Forget the Fade-Out
Jerry Lucky Commentary August 2010
Copyright Jerry Lucky © 2010 All Rights Reserved
There is an old axiom, “form follows function” which to paraphrase the opening line in Wikipedia is to say the shape of
something should be primarily based upon its intended function or purpose. When we attempt to apply this principle to music
I’m struck by a number of things that become glaringly apparent. For discussion here let me focus on the aspect of time.
Stick with me on this one.
Before the advent of musical
recording, time or the length of musical composition was determined mainly by the time the artist felt they needed to convey the meaning
or essence of the piece. The modern convention of time was less of a determining factor. Symphonies could be 30, 40 or even 80 minutes.
And yet compositions in other musical styles might only last as long as a musical jingle.
But as we moved into the age of recording
suddenly the music had to begin conforming to the dictates of the cylinder or disc. In a way the form began to follow the function.
If it was to be re-played it had to fit the recording constraints. And as the process developed we got to a point where you could
record up to 20 or perhaps as much as 30 minutes per side of a vinyl disc (although the quality began to suffer). That time constraint
changed again when the industry adopted the CD disc.
I have always wondered why the CD was created to hold 80-minutes of music.
It seems such an arbitrary number. The answer was recently revealed while reading the book Appetite for Self Destruction, where the
author revealed that in the early eighties while the Phillips and Sony teams were working to develop CD technology the leader of the
Sony team established a mandate for the technology to hold eighty minutes of music BECAUSE Beethoven’s Ninth his favourite piece of
music was that long and he wanted it to fit on the disc complete. It’s true, that’s the reason check it out for yourself.
But
let’s go back for a minute, back to the time of the early days of the Beatles. When you look at their early tunes you find them all
to be about 2-minutes long. And most of them tended to fade out. As time went on the songs collectively got longer.
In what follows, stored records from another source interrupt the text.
// WHY: Structure extraction over raw text - format sniffing, sentences,
// paragraphs, chapters, headings. Sentence splitting is heuristic and
// deliberately simple; metric calibration depends on this exact behavior.

use regex_automata::meta::Regex;
use serde::{Deserialize, Serialize};
use std::sync::OnceLock;
use tracing::debug;

/// Title abbreviations that precede proper nouns and must not split sentences
const TITLE_ABBREVIATIONS: &[&str] = &["Dr.", "Mr.", "Mrs.", "Ms.", "Prof.", "Sr.", "Jr."];

/// Detected source format of a document
#[derive(Serialize, Deserialize, Debug, Clone, Copy, PartialEq, Eq, Default)]
#[serde(rename_all = "lowercase")]
pub enum DocumentFormat {
    #[default]
    Plain,
    Markdown,
    Html,
}

/// A chapter region located by a "Chapter N" heading line
///
/// Offsets are byte positions into the original text. Chapters are ordered
/// by `start_offset` ascending and never overlap; the final chapter runs to
/// the end of the text.
#[derive(Serialize, Deserialize, Debug, Clone, PartialEq)]
pub struct Chapter {
    pub index: usize,
    pub title: String,
    pub start_offset: usize,
    pub end_offset: usize,
    pub word_count: usize,
}

/// A heading found in markdown (`#` lines) or HTML (`<h1>`-`<h6>` tags)
#[derive(Serialize, Deserialize, Debug, Clone, PartialEq)]
pub struct Heading {
    pub level: usize,
    pub text: String,
    pub offset: usize,
}

/// Structural summary of a document
#[derive(Serialize, Deserialize, Debug, Clone, Default, PartialEq)]
pub struct DocumentStructure {
    pub format: DocumentFormat,
    pub paragraph_count: usize,
    pub sentence_count: usize,
    pub word_count: usize,
    pub chapter_count: usize,
    pub chapters: Vec<Chapter>,
    pub headings: Vec<Heading>,
}

/// Compiled patterns shared by all parsing calls
///
/// Compiled once on first use; the set is immutable afterwards so concurrent
/// callers never interfere.
struct DocumentPatterns {
    html_block_tag: Regex,
    markdown_heading: Regex,
    chapter_line: Regex,
    html_heading: Regex,
}

fn patterns() -> &'static DocumentPatterns {
    static PATTERNS: OnceLock<DocumentPatterns> = OnceLock::new();
    PATTERNS.get_or_init(|| DocumentPatterns {
        html_block_tag: Regex::new(
            r"(?i)</?(h[1-6]|p|div|br|ul|ol|li|table|body|html|blockquote)[\s>/]",
        )
        .expect("html block tag pattern compiles"),
        markdown_heading: Regex::new(r"(?m)^(#{1,6})[ \t]+([^\n]*)")
            .expect("markdown heading pattern compiles"),
        chapter_line: Regex::new(r"(?im)^[ \t]*chapter[ \t]+(\d+)[ \t]*:?[ \t]*([^\n]*)")
            .expect("chapter line pattern compiles"),
        html_heading: Regex::new(r"(?is)<h([1-6])[^>]*>(.*?)</h[1-6]>")
            .expect("html heading pattern compiles"),
    })
}

/// Count whitespace-separated words; empty and whitespace-only input yields 0
pub fn count_words(text: &str) -> usize {
    text.split_whitespace().count()
}

/// Split text into sentences on `.` `!` `?` followed by whitespace
///
/// Runs of end punctuation ("?!", "...") terminate a single sentence. A
/// period after a title abbreviation ("Dr.", "Mrs.") does not split. This is
/// a best-effort heuristic, not grammatically guaranteed segmentation.
pub fn extract_sentences(text: &str) -> Vec<String> {
    let mut sentences = Vec::new();
    let bytes = text.as_bytes();
    let mut start = 0;
    let mut i = 0;

    while i < bytes.len() {
        if !matches!(bytes[i], b'.' | b'!' | b'?') {
            i += 1;
            continue;
        }

        // Absorb the full punctuation run so "?!" stays with one sentence
        let run_start = i;
        let mut end = i + 1;
        while end < bytes.len() && matches!(bytes[end], b'.' | b'!' | b'?') {
            end += 1;
        }

        let followed_by_whitespace = end < bytes.len() && bytes[end].is_ascii_whitespace();
        let single_period = bytes[run_start] == b'.' && end - run_start == 1;

        if followed_by_whitespace
            && !(single_period && ends_with_title_abbreviation(&text[start..end]))
        {
            let sentence = text[start..end].trim();
            if !sentence.is_empty() {
                sentences.push(sentence.to_string());
            }
            start = end;
        }

        i = end;
    }

    let tail = text[start..].trim();
    if !tail.is_empty() {
        sentences.push(tail.to_string());
    }

    sentences
}

/// Check whether the last word of the fragment is a known title abbreviation
fn ends_with_title_abbreviation(fragment: &str) -> bool {
    fragment
        .split_whitespace()
        .last()
        .is_some_and(|word| TITLE_ABBREVIATIONS.contains(&word))
}

/// Sniff the document format
///
/// Precedence: HTML block tags win over markdown markers; markdown heading
/// lines or `**` emphasis win over plain.
pub fn detect_format(text: &str) -> DocumentFormat {
    let p = patterns();
    if p.html_block_tag.is_match(text) {
        DocumentFormat::Html
    } else if p.markdown_heading.is_match(text) || text.contains("**") {
        DocumentFormat::Markdown
    } else {
        DocumentFormat::Plain
    }
}

/// Count maximal blocks of consecutive non-blank lines
fn count_paragraphs(text: &str) -> usize {
    let mut count = 0;
    let mut in_paragraph = false;
    for line in text.lines() {
        if line.trim().is_empty() {
            in_paragraph = false;
        } else if !in_paragraph {
            count += 1;
            in_paragraph = true;
        }
    }
    count
}

/// Locate chapter regions from "Chapter N[: title]" lines
fn extract_chapters(text: &str) -> Vec<Chapter> {
    let re = &patterns().chapter_line;
    let mut chapters: Vec<Chapter> = Vec::new();

    for caps in re.captures_iter(text) {
        let Some(m) = caps.get_match() else { continue };

        let title = match caps.get_group(2) {
            Some(span) if span.start < span.end => text[span.start..span.end].trim().to_string(),
            _ => text[m.start()..m.end()].trim().to_string(),
        };

        // Close out the previous chapter at this match's start
        if let Some(prev) = chapters.last_mut() {
            prev.end_offset = m.start();
        }

        chapters.push(Chapter {
            index: chapters.len(),
            title,
            start_offset: m.start(),
            end_offset: text.len(),
            word_count: 0,
        });
    }

    for chapter in &mut chapters {
        chapter.word_count = count_words(&text[chapter.start_offset..chapter.end_offset]);
    }

    chapters
}

/// Collect headings appropriate to the detected format
fn extract_headings(text: &str, format: DocumentFormat) -> Vec<Heading> {
    let p = patterns();
    let mut headings = Vec::new();

    match format {
        DocumentFormat::Markdown => {
            for caps in p.markdown_heading.captures_iter(text) {
                let Some(m) = caps.get_match() else { continue };
                let level = caps
                    .get_group(1)
                    .map(|span| span.end - span.start)
                    .unwrap_or(1);
                let heading_text = caps
                    .get_group(2)
                    .map(|span| text[span.start..span.end].trim().to_string())
                    .unwrap_or_default();
                headings.push(Heading {
                    level,
                    text: heading_text,
                    offset: m.start(),
                });
            }
        }
        DocumentFormat::Html => {
            for caps in p.html_heading.captures_iter(text) {
                let Some(m) = caps.get_match() else { continue };
                let level = caps
                    .get_group(1)
                    .and_then(|span| text[span.start..span.end].parse::<usize>().ok())
                    .unwrap_or(1);
                let heading_text = caps
                    .get_group(2)
                    .map(|span| text[span.start..span.end].trim().to_string())
                    .unwrap_or_default();
                headings.push(Heading {
                    level,
                    text: heading_text,
                    offset: m.start(),
                });
            }
        }
        DocumentFormat::Plain => {}
    }

    headings
}

/// Parse the structural summary of a document
pub fn parse_document(text: &str) -> DocumentStructure {
    if text.trim().is_empty() {
        return DocumentStructure::default();
    }

    let format = detect_format(text);
    let sentences = extract_sentences(text);
    let chapters = extract_chapters(text);
    let headings = extract_headings(text, format);

    let structure = DocumentStructure {
        format,
        paragraph_count: count_paragraphs(text),
        sentence_count: sentences.len(),
        word_count: count_words(text),
        chapter_count: chapters.len(),
        chapters,
        headings,
    };

    debug!(
        format = ?structure.format,
        paragraphs = structure.paragraph_count,
        sentences = structure.sentence_count,
        words = structure.word_count,
        chapters = structure.chapter_count,
        "Parsed document structure"
    );

    structure
}

#[cfg(test)]
mod tests {
    use super::*;

    #[test]
    fn test_count_words() {
        assert_eq!(count_words(""), 0);
        assert_eq!(count_words("   "), 0);
        assert_eq!(count_words("one"), 1);
        assert_eq!(count_words("  spaced   out   words  "), 3);
        assert_eq!(count_words("line\nbreaks\tand tabs"), 4);
    }

    #[test]
    fn test_extract_sentences_basic() {
        let sentences = extract_sentences("Hello world. This is a test. How are you?");
        assert_eq!(sentences.len(), 3);
        assert_eq!(sentences[0], "Hello world.");
        assert_eq!(sentences[1], "This is a test.");
        assert_eq!(sentences[2], "How are you?");
    }

    #[test]
    fn test_extract_sentences_punctuation_runs() {
        let sentences = extract_sentences("Really?! I had no idea... Tell me more.");
        assert_eq!(sentences.len(), 3);
        assert_eq!(sentences[0], "Really?!");
        assert_eq!(sentences[1], "I had no idea...");
    }

    #[test]
    fn test_extract_sentences_title_abbreviations() {
        let sentences = extract_sentences("Dr. Smith arrived late. Mrs. Jones was waiting.");
        assert_eq!(sentences.len(), 2);
        assert_eq!(sentences[0], "Dr. Smith arrived late.");
        assert_eq!(sentences[1], "Mrs. Jones was waiting.");
    }

    #[test]
    fn test_extract_sentences_degenerate() {
        assert!(extract_sentences("").is_empty());
        assert!(extract_sentences("   \n  ").is_empty());
        assert_eq!(extract_sentences("No terminal punctuation"), vec!["No terminal punctuation"]);
    }

    #[test]
    fn test_format_detection_precedence() {
        assert_eq!(detect_format("Just some plain text."), DocumentFormat::Plain);
        assert_eq!(detect_format("# A Heading\n\nBody text."), DocumentFormat::Markdown);
        assert_eq!(detect_format("Some **bold** emphasis."), DocumentFormat::Markdown);
        assert_eq!(detect_format("<p>A paragraph</p>"), DocumentFormat::Html);
        // HTML wins even when markdown markers are present
        assert_eq!(
            detect_format("# Heading\n<div>**mixed**</div>"),
            DocumentFormat::Html
        );
    }

    #[test]
    fn test_paragraph_count() {
        let text = "First paragraph line one.\nLine two.\n\nSecond paragraph.\n\n\n\nThird.";
        let structure = parse_document(text);
        assert_eq!(structure.paragraph_count, 3);
    }

    #[test]
    fn test_chapter_detection() {
        let text = "Chapter 1: The Beginning\n\nIt was a dark night.\n\n\
                    Chapter 2: The Middle\n\nThings happened here.";
        let structure = parse_document(text);

        assert_eq!(structure.chapter_count, 2);
        assert_eq!(structure.chapters[0].title, "The Beginning");
        assert_eq!(structure.chapters[1].title, "The Middle");

        // Chapters are ordered, non-overlapping, and cover through end of text
        let (first, second) = (&structure.chapters[0], &structure.chapters[1]);
        assert_eq!(first.index, 0);
        assert_eq!(second.index, 1);
        assert!(first.start_offset < first.end_offset);
        assert_eq!(first.end_offset, second.start_offset);
        assert_eq!(second.end_offset, text.len());
        assert!(first.word_count > 0);
        assert!(second.word_count > 0);
    }

    #[test]
    fn test_chapter_detection_case_insensitive_untitled() {
        let text = "CHAPTER 1\n\nContent here.\n\nchapter 2\n\nMore content.";
        let structure = parse_document(text);
        assert_eq!(structure.chapter_count, 2);
        assert_eq!(structure.chapters[0].title, "CHAPTER 1");
    }

    #[test]
    fn test_markdown_headings() {
        let text = "# Title\n\nSome text.\n\n## Section One\n\nMore text.\n\n### Deep\n";
        let structure = parse_document(text);

        assert_eq!(structure.format, DocumentFormat::Markdown);
        assert_eq!(structure.headings.len(), 3);
        assert_eq!(structure.headings[0].level, 1);
        assert_eq!(structure.headings[0].text, "Title");
        assert_eq!(structure.headings[1].level, 2);
        assert_eq!(structure.headings[2].level, 3);
        assert_eq!(structure.headings[0].offset, 0);
    }

    #[test]
    fn test_html_headings() {
        let text = "<html><body><h1>Main</h1><p>Text.</p><h2 class=\"sub\">Sub</h2></body></html>";
        let structure = parse_document(text);

        assert_eq!(structure.format, DocumentFormat::Html);
        assert_eq!(structure.headings.len(), 2);
        assert_eq!(structure.headings[0].level, 1);
        assert_eq!(structure.headings[0].text, "Main");
        assert_eq!(structure.headings[1].level, 2);
        assert_eq!(structure.headings[1].text, "Sub");
    }

    #[test]
    fn test_parse_document_empty() {
        let structure = parse_document("");
        assert_eq!(structure, DocumentStructure::default());
        assert_eq!(structure.word_count, 0);
        assert_eq!(structure.chapter_count, 0);
    }

    #[test]
    fn test_parse_document_counts() {
        let text = "One sentence here. Another one follows! A third?\n\nNew paragraph.";
        let structure = parse_document(text);
        assert_eq!(structure.sentence_count, 4);
        assert_eq!(structure.paragraph_count, 2);
        assert_eq!(structure.word_count, 10);
    }
}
By the end of
the sixties, while many bands were recording much longer pieces, the average length of a piece on commercial radio was between three
and four minutes and still most if not all faded out at the end. To this day the average length of a song hasn’t gotten much longer,
all are about four minutes and, yes, most of them fade out.
So what’s with this idea of fading out the music? Where did that
come from?
I think most would agree that it was radio that started this. Radio not only dictated how long a song should be to
get played on the air it also dictated how it should end because it was easier for the announcer to know when to come in if the song
simply faded out rather than coming to an abrupt end. I personally remember some anxious moments of knowing when to come in at the
end of “She’s So Heavy” off of
Simply put, the fade out is a contrivance and I believe it has no place in progressive rock music. All songs when played live
have an ending, even the songs that faded out on disc. Why not have put the ending there in the first place? It’s only in the artificial
world of radio and records that fading out suddenly becomes an element of composition. When I hear a fade-out it says; you couldn’t
come up with a proper ending, you were too lazy to try or you simply ran out of time. None of which seem to me to be valid excuses.
This
is why I can’t stand any composition simply fading out. To my ears, it’s a cop-out. Put a real ending there even if you just stop
playing and let the closing notes fade out…but please don’t artificially turn down the record player for me…that just sounds so lame.
At least that’s what I think.
Jerry Lucky (8/1/10)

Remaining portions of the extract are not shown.